Struggling to connect via wss on port 8804

Using ngx-mqtt wiht Angular 14, I have no problem connecting via port 8803 over ws.

However, even after installing the SLL Certificate via the EMQX Broker Dashboard, I cannot connect via a secure websocket.
here’s my conn string:

return {
            hostname: 'xx.xx.87.182',
            port: 8084, 
            path: '/mqtt',
            clean: true, 
            connectTimeout: 4000,
            reconnectPeriod: 4000,
            clientId: 'BrowserTest1',
            username: 'myUser...',
            password: 'myPass...',
            protocol: 'wss',
            connectOnCreate: false,

I used the OpenSSL tool in Windows to generate certificate.pem, key.pem, and server.key.
I then manually copied/pasted the contents to the Cert Body and Cert Priv Key fields in your TLS/SLL CONFIG screen.

i.e. As per the example when you hover the fields in your UI, I copied the -----BEGIN/END CERTIFICATE----- section for the cert body, and also -----BEGIN/END PRIVATE KEY----- section for the private key.

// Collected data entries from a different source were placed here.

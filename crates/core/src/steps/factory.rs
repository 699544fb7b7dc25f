//! Builds step objects from chain definitions.

use super::attributes::{AttributeLimit, AttributeRequire};
use super::base::PipelineStep;
use super::cardinality::CardinalityCheck;
use super::finish::Finish;
use super::short_interval::ShortSsoInterval;
use ac_protocol::{ChainDefinition, StepSpec};
use std::time::Duration;

/// Instantiate the step described by `spec`.
pub fn build_step(spec: &StepSpec) -> Box<dyn PipelineStep> {
    match spec {
        StepSpec::Cardinality { attributes } => Box::new(CardinalityCheck::new(attributes.clone())),
        StepSpec::ShortSsoInterval { min_interval_secs } => Box::new(ShortSsoInterval::new(
            Duration::from_secs(*min_interval_secs),
        )),
        StepSpec::AttributeLimit { allowed } => Box::new(AttributeLimit::new(allowed.clone())),
        StepSpec::AttributeRequire { required } => {
            Box::new(AttributeRequire::new(required.clone()))
        }
        StepSpec::Finish => Box::new(Finish),
    }
}

/// Instantiate every step of `definition` in declaration order.
pub fn build_steps(definition: &ChainDefinition) -> Vec<Box<dyn PipelineStep>> {
    definition.steps.iter().map(build_step).collect()
}
//! Error types for initialization operations.

use std::path::PathBuf;
use thiserror::Error;

/// Result type for initialization operations.
pub type InitResult<T> = Result<T, InitError>;

/// Errors that can occur during initialization.
#[derive(Debug, Error)]
pub enum InitError {
    /// The .authchain directory already exists and force flag was not set.
    #[error(".authchain directory already exists at {0:?}. Use --force to overwrite.")]
    DirectoryExists(PathBuf),

    /// A required template file was not found in embedded assets.
    #[error("Template file not found: {0}")]
    TemplateNotFound(String),

    /// Failed to create a directory.
    #[error("Failed to create directory {path:?}: {source}")]
    DirectoryCreate {
        path: PathBuf,
        source: std::io::Error,
    },

    /// Failed to write a file.
    #[error("Failed to write file {path:?}: {source}")]
    FileWrite {
        path: PathBuf,
        source: std::io::Error,
    },
}
//! rd2md-render: Markdown output for parsed Rd documentation
//!
//! Walks a [`rd_scan::Documentation`] and emits Markdown, in
//! function-style or class-style layout depending on how the document
//! was parsed.

pub mod writer;

pub use writer::render;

Perhaps there’s additional data in those generated PEM files that I also should have included?

I also posted to StackOverflow: mqtt - Cannot to EMQX Cloud Broker via unsecure Web Sockets - secure ws works - Stack Overflow

In a browser environment, you should use a server certificate issued by a CA rather than a self-signed certificate. For details, please refer to: wss://url:8084/mqtt in node.js worked but in browser using webpack failed · Issue #741 · mqttjs/MQTT.js · GitHub. Then bind the domain to the broker’s IP. For details, please refer to: Ordinary Development Questions | EMQX Cloud Documentation.

Hi there,
I’m using ngx-mqtt, which is working fine in the browser via ws/8083. My only issue now is trying to connect to wss/8084 from the browser.
My ssl cert (CA signed) was imported successfully in the emqx dashboard, so I assume at this point I’m required to bind the IP to our Domain.
My only question is: is this binding thing a suggestion or a requirement ? I’m just trying to understand the details, and what else could possibly be the issue…

Good news. We binded our domain to your IP, and we were success in the wss secure connection.